O recurso é uma ferramenta essencial para corrigir possíveis injustiças na correção da sua prova discursiva. Não se trata de uma medida para “tentar a sorte”, mas, sim, de um procedimento que visa retificar erros de correção. Nesse sentido, o recurso pode corrigir tanto aspectos relacionados aos requisitos de conhecimentos específicos quanto aqueles referentes aos aspectos de língua portuguesa, como gramática ou coesão textual. O foco do recurso deve ser a demonstração de que houve uma falha por parte da banca, e que essa falha impactou negativamente sua pontuação. No entanto, restringir seu recurso a isso é insuficiente: para ser eficaz, seu recurso deve se respaldar em argumentação consistente e estruturada, bem como fundamentada em argumentos de autoridades pertinentes.

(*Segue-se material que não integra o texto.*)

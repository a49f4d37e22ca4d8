use eventide_core::event::{StreamId, StreamIdentity};

/// Error type for `PostgreSQL` store operations.
#[derive(Debug, thiserror::Error)]
pub enum Error {
    /// Query execution or transaction failure.
    #[error("database error: {0}")]
    Database(#[from] sqlx::Error),
    /// Insert returned fewer sequences than events written.
    #[error("database returned {returned} sequences for {expected} inserted events")]
    MissingReturnedSequence { expected: usize, returned: usize },
    /// A stream id of the wrong kind for the store's identity.
    #[error("stream id `{id}` does not match the store identity {expected:?}")]
    IdentityMismatch {
        id: StreamId,
        expected: StreamIdentity,
    },
}
//! Persistence layer abstractions.
//!
//! This module describes the storage contract ([`EventStore`] and
//! [`StoreTransaction`]), the row shapes exchanged with a backend, and a
//! reference in-memory implementation. Every write path in the crate (stream
//! writer, inline projections, projection daemon) goes through a
//! [`StoreTransaction`]; dropping one without calling
//! [`commit`](StoreTransaction::commit) rolls it back.
use std::future::Future;

use chrono::{DateTime, Utc};

use crate::event::{Event, StreamId};

pub mod inmemory;

/// Name of the `event_progression` row that holds the high-water mark.
pub const HIGH_WATER_MARK: &str = "HighWaterMark";

/// Current state of a stream row.
#[derive(Clone, Debug, PartialEq)]
pub struct StreamState {
    pub id: StreamId,
    pub tenant_id: String,
    /// Current version: the number of events appended to the stream.
    pub version: i64,
    /// Aggregate type name recorded when the stream was started.
    pub aggregate_type: Option<String>,
    pub created: DateTime<Utc>,
    pub last_updated: DateTime<Utc>,
    pub is_archived: bool,
    /// Version of the stored snapshot, if any.
    pub snapshot_version: Option<i64>,
}

/// Version and timestamp bounds for reading a single stream.
///
/// All bounds are inclusive.
#[derive(Clone, Debug, Default, PartialEq, Eq)]
pub struct StreamRange {
    pub from_version: Option<i64>,
    pub to_version: Option<i64>,
    pub before: Option<DateTime<Utc>>,
}

impl StreamRange {
    /// The whole stream.
    #[must_use]
    pub fn all() -> Self {
        Self::default()
    }

    #[must_use]
    pub const fn from_version(mut self, version: i64) -> Self {
        self.from_version = Some(version);
        self
    }

    #[must_use]
    pub const fn to_version(mut self, version: i64) -> Self {
        self.to_version = Some(version);
        self
    }

    #[must_use]
    pub const fn before(mut self, timestamp: DateTime<Utc>) -> Self {
        self.before = Some(timestamp);
        self
    }

    #[must_use]
    pub fn contains(&self, event: &Event) -> bool {
        self.from_version.is_none_or(|from| event.version >= from)
            && self.to_version.is_none_or(|to| event.version <= to)
            && self.before.is_none_or(|before| event.timestamp <= before)
    }
}

/// A serialized aggregate snapshot stored on the stream row.
#[derive(Clone, Debug, PartialEq)]
pub struct Snapshot {
    /// Stream version the snapshot reflects.
    pub version: i64,
    pub data: serde_json::Value,
}

/// Stream row to insert when starting (or implicitly creating) a stream.
#[derive(Clone, Debug, PartialEq)]
pub struct NewStream {
    pub id: StreamId,
    pub tenant_id: String,
    pub aggregate_type: Option<String>,
    pub version: i64,
    pub timestamp: DateTime<Utc>,
}

/// Outcome of [`StoreTransaction::insert_stream`].
#[derive(Clone, Copy, Debug, PartialEq, Eq)]
pub enum StreamInsert {
    Inserted,
    /// A row with the same tenant and identifier already exists.
    AlreadyExists,
}

/// Stream row locked for the remainder of a transaction.
#[derive(Clone, Copy, Debug, PartialEq, Eq)]
pub struct LockedStream {
    pub version: i64,
    pub is_archived: bool,
}

/// Event selection applied by the event loader.
#[derive(Clone, Debug, Default, PartialEq, Eq)]
pub struct EventFilter {
    /// Restrict to these event aliases; `None` selects every type.
    pub aliases: Option<Vec<String>>,
    /// Include events of archived streams.
    pub include_archived: bool,
}

impl EventFilter {
    /// Every non-archived event.
    #[must_use]
    pub fn all() -> Self {
        Self::default()
    }

    /// Restrict to the given aliases.
    #[must_use]
    pub fn for_aliases<I, A>(aliases: I) -> Self
    where
        I: IntoIterator<Item = A>,
        A: Into<String>,
    {
        Self {
            aliases: Some(aliases.into_iter().map(Into::into).collect()),
            include_archived: false,
        }
    }

    #[must_use]
    pub const fn including_archived(mut self) -> Self {
        self.include_archived = true;
        self
    }

    #[must_use]
    pub fn matches(&self, event: &Event) -> bool {
        (self.include_archived || !event.is_archived)
            && self
                .aliases
                .as_ref()
                .is_none_or(|aliases| aliases.iter().any(|alias| *alias == event.alias))
    }
}

/// A deferred document or snapshot write produced by the write path or by a
/// projection.
#[derive(Clone, Debug, PartialEq)]
pub enum StorageOperation {
    UpsertDocument {
        tenant_id: String,
        kind: String,
        id: String,
        data: serde_json::Value,
    },
    DeleteDocument {
        tenant_id: String,
        kind: String,
        id: String,
    },
    StoreSnapshot {
        tenant_id: String,
        stream_id: StreamId,
        version: i64,
        data: serde_json::Value,
    },
    DeleteSnapshot {
        tenant_id: String,
        stream_id: StreamId,
    },
}

/// Per-shard progress row.
#[derive(Clone, Debug, PartialEq, Eq)]
pub struct ShardProgress {
    pub name: String,
    /// Last sequence fully processed by the shard.
    pub sequence: i64,
    pub last_updated: DateTime<Utc>,
}

/// The persisted high-water mark row.
#[derive(Clone, Copy, Debug, PartialEq, Eq)]
pub struct HighWaterRow {
    pub mark: i64,
    pub highest_sequence: i64,
    /// When the mark last advanced, or last had nothing to wait for.
    pub last_updated: DateTime<Utc>,
}

/// Read side of a storage backend and factory for write transactions.
///
/// Reads outside a transaction see committed data only.
pub trait EventStore: Send + Sync + 'static {
    type Error: std::error::Error + Send + Sync + 'static;
    type Transaction: StoreTransaction<Error = Self::Error>;

    /// Begin a write transaction.
    fn begin(&self) -> impl Future<Output = Result<Self::Transaction, Self::Error>> + Send;

    fn fetch_stream_state<'a>(
        &'a self,
        tenant_id: &'a str,
        id: &'a StreamId,
    ) -> impl Future<Output = Result<Option<StreamState>, Self::Error>> + Send + 'a;

    /// Events of one stream within `range`, in version order.
    fn fetch_stream<'a>(
        &'a self,
        tenant_id: &'a str,
        id: &'a StreamId,
        range: &'a StreamRange,
    ) -> impl Future<Output = Result<Vec<Event>, Self::Error>> + Send + 'a;

    fn load_snapshot<'a>(
        &'a self,
        tenant_id: &'a str,
        id: &'a StreamId,
    ) -> impl Future<Output = Result<Option<Snapshot>, Self::Error>> + Send + 'a;

    fn load_document<'a>(
        &'a self,
        tenant_id: &'a str,
        kind: &'a str,
        id: &'a str,
    ) -> impl Future<Output = Result<Option<serde_json::Value>, Self::Error>> + Send + 'a;

    /// Highest committed sequence, or 0 for an empty store.
    fn highest_sequence(&self) -> impl Future<Output = Result<i64, Self::Error>> + Send;

    /// Committed sequences strictly greater than `after`, ascending, at most
    /// `limit` of them.
    fn sequences_after(
        &self,
        after: i64,
        limit: usize,
    ) -> impl Future<Output = Result<Vec<i64>, Self::Error>> + Send;

    /// Events with `floor < sequence <= ceiling` matching `filter`, ascending,
    /// at most `limit` of them.
    fn load_events_between<'a>(
        &'a self,
        floor: i64,
        ceiling: i64,
        limit: usize,
        filter: &'a EventFilter,
    ) -> impl Future<Output = Result<Vec<Event>, Self::Error>> + Send + 'a;

    fn fetch_progress<'a>(
        &'a self,
        name: &'a str,
    ) -> impl Future<Output = Result<Option<ShardProgress>, Self::Error>> + Send + 'a;

    /// Progress of every shard, excluding the high-water mark row.
    fn all_progress(&self) -> impl Future<Output = Result<Vec<ShardProgress>, Self::Error>> + Send;

    /// Overwrite a shard's progress without any floor check.
    fn rewind_progress<'a>(
        &'a self,
        name: &'a str,
        sequence: i64,
    ) -> impl Future<Output = Result<(), Self::Error>> + Send + 'a;

    fn fetch_high_water(
        &self,
    ) -> impl Future<Output = Result<Option<HighWaterRow>, Self::Error>> + Send;

    /// Persist a detected mark and return the resulting row.
    ///
    /// The stored mark never decreases. `last_updated` is set to `at` when the
    /// row is created, when the mark advances, or when the previous row had no
    /// gap; while the mark is stuck behind a gap it keeps the time the stall
    /// began.
    fn save_high_water(
        &self,
        mark: i64,
        highest_sequence: i64,
        at: DateTime<Utc>,
    ) -> impl Future<Output = Result<HighWaterRow, Self::Error>> + Send;
}

/// A write transaction against a storage backend.
///
/// Dropping a transaction without committing rolls back every change made
/// through it. Sequences handed out by [`insert_events`](Self::insert_events)
/// are not reused after a rollback.
pub trait StoreTransaction: Send {
    type Error: std::error::Error + Send + Sync + 'static;

    /// Insert a new stream row unless one already exists.
    fn insert_stream<'a>(
        &'a mut self,
        stream: &'a NewStream,
    ) -> impl Future<Output = Result<StreamInsert, Self::Error>> + Send + 'a;

    /// Insert a stream row if missing; an existing row is left untouched.
    fn ensure_stream<'a>(
        &'a mut self,
        stream: &'a NewStream,
    ) -> impl Future<Output = Result<(), Self::Error>> + Send + 'a;

    /// Lock the stream row for the rest of the transaction.
    fn lock_stream<'a>(
        &'a mut self,
        tenant_id: &'a str,
        id: &'a StreamId,
    ) -> impl Future<Output = Result<Option<LockedStream>, Self::Error>> + Send + 'a;

    fn update_stream_version<'a>(
        &'a mut self,
        tenant_id: &'a str,
        id: &'a StreamId,
        version: i64,
        at: DateTime<Utc>,
    ) -> impl Future<Output = Result<(), Self::Error>> + Send + 'a;

    /// Insert events and return their assigned sequences, in input order.
    ///
    /// The `sequence` field of the input is ignored.
    fn insert_events<'a>(
        &'a mut self,
        events: &'a [Event],
    ) -> impl Future<Output = Result<Vec<i64>, Self::Error>> + Send + 'a;

    /// Mark the stream and all of its events archived.
    fn archive_stream<'a>(
        &'a mut self,
        tenant_id: &'a str,
        id: &'a StreamId,
    ) -> impl Future<Output = Result<(), Self::Error>> + Send + 'a;

    /// Hard-delete the stream row and all of its events.
    fn tombstone_stream<'a>(
        &'a mut self,
        tenant_id: &'a str,
        id: &'a StreamId,
    ) -> impl Future<Output = Result<(), Self::Error>> + Send + 'a;

    fn load_snapshot<'a>(
        &'a mut self,
        tenant_id: &'a str,
        id: &'a StreamId,
    ) -> impl Future<Output = Result<Option<Snapshot>, Self::Error>> + Send + 'a;

    fn load_document<'a>(
        &'a mut self,
        tenant_id: &'a str,
        kind: &'a str,
        id: &'a str,
    ) -> impl Future<Output = Result<Option<serde_json::Value>, Self::Error>> + Send + 'a;

    fn apply<'a>(
        &'a mut self,
        operation: &'a StorageOperation,
    ) -> impl Future<Output = Result<(), Self::Error>> + Send + 'a;

    /// Create a shard's progress row. Returns `false` if it already exists.
    fn insert_progress<'a>(
        &'a mut self,
        name: &'a str,
        sequence: i64,
    ) -> impl Future<Output = Result<bool, Self::Error>> + Send + 'a;

    /// Move a shard's progress from `floor` to `ceiling`.
    ///
    /// Returns `false` if the stored value is no longer `floor`.
    fn update_progress<'a>(
        &'a mut self,
        name: &'a str,
        floor: i64,
        ceiling: i64,
    ) -> impl Future<Output = Result<bool, Self::Error>> + Send + 'a;

    fn commit(self) -> impl Future<Output = Result<(), Self::Error>> + Send;
}

#[cfg(test)]
mod tests {
    use chrono::TimeZone;
    use uuid::Uuid;

    use super::*;

    fn event(version: i64, alias: &str, archived: bool) -> Event {
        Event {
            sequence: version,
            id: Uuid::new_v4(),
            stream_id: StreamId::from("s"),
            version,
            alias: alias.to_owned(),
            type_name: alias.to_owned(),
            data: serde_json::Value::Null,
            timestamp: Utc.with_ymd_and_hms(2024, 1, 1, 0, 0, 0).unwrap()
                + chrono::TimeDelta::minutes(version),
            tenant_id: "*DEFAULT*".to_owned(),
            is_archived: archived,
        }
    }

    #[test]
    fn range_bounds_are_inclusive() {
        let range = StreamRange::all().from_version(2).to_version(3);
        assert!(!range.contains(&event(1, "a", false)));
        assert!(range.contains(&event(2, "a", false)));
        assert!(range.contains(&event(3, "a", false)));
        assert!(!range.contains(&event(4, "a", false)));

        let cutoff = event(2, "a", false).timestamp;
        let range = StreamRange::all().before(cutoff);
        assert!(range.contains(&event(2, "a", false)));
        assert!(!range.contains(&event(3, "a", false)));
    }

    #[test]
    fn filter_excludes_archived_unless_asked() {
        let archived = event(1, "a", true);
        assert!(!EventFilter::all().matches(&archived));
        assert!(EventFilter::all().including_archived().matches(&archived));
    }

    #[test]
    fn filter_restricts_aliases() {
        let filter = EventFilter::for_aliases(["quest_started"]);
        assert!(filter.matches(&event(1, "quest_started", false)));
        assert!(!filter.matches(&event(1, "quest_ended", false)));
    }
}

Quem pode fazer o recurso?
Todos os candidatos podem recorrer. Dada a concorrência, o ideal é que você também recorra, pois, caso contrário, seu concorrente pode recorrer e melhorar sua posição na classificação. Portanto, todos devem considerar o recurso: aqueles que não foram habilitados, a fim de tentar alcançar a habilitação, e aqueles que já estão habilitados dentro das vagas, para melhorar ou manter sua colocação no certame.
Pode ser minorada a nota?
Não, o edital é omisso em relação a esse ponto. Portanto, caso essa disposição não esteja expressa no edital, é vedada a diminuição da nota em razão de recurso.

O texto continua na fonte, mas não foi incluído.